Ewa Durasiewicz broniła się tłumacząc, że może i pochopnie wspomniała o „szubienicach” oraz pytała Bogdana Bukowskiego czy czuł by się komfortowo, gdyby mu obcięto wszystkiego po jednej trzeciej. Niezbyt zręcznie posłużyła się przykładem swej pracownicy, która ma tylko jedno płuco i wciąż źle się czuje.
Potem Durasiewicz opowiedziała radnym o aparatach szparkowych i fotosyntezie oraz pobieraniu korzeniowym. Twierdziła, że wiceburmistrz bez skóry miałby znaczne utrudnienie w życiu, a za jego sprawą na drzewach zostało tylko po kilkanaście liści! Gdy skończyła, radni odetchnęli a przewodniczący Andrzej Okpisz podążył ku zakończeniu sporu pomiędzy naczelnik Ewą Durasiewicz a wiceburmistrzem Bukowskim.

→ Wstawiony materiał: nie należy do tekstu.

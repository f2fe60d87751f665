//! Workspace packages: discovery from manifests and matching against
//! changed paths.

pub mod discovery;
pub mod matcher;

use std::path::PathBuf;

pub use discovery::discover_packages;
pub use matcher::{affected_packages, normalize_path};

/// A package in the workspace.
#[derive(Debug, Clone, PartialEq, Eq)]
pub struct Package {
    pub name: String,
    /// Directory of the package, relative to the workspace root.
    pub location: PathBuf,
}

impl Package {
    pub fn new(name: impl Into<String>, location: impl Into<PathBuf>) -> Self {
        Self {
            name: name.into(),
            location: location.into(),
        }
    }
}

Komentując ów spór możemy rzec tylko, że w demokratycznym państwie każdy ma prawo do wypowiedzi. By się przekonać jak jest z drzewami naprawdę, wystarczy przechodząc ulicami Piłsudskiego, Staszica i podnieść nieco głowę do góry, popatrzeć na zielone korony. Wszak do kilkunastu każdy z nas policzy.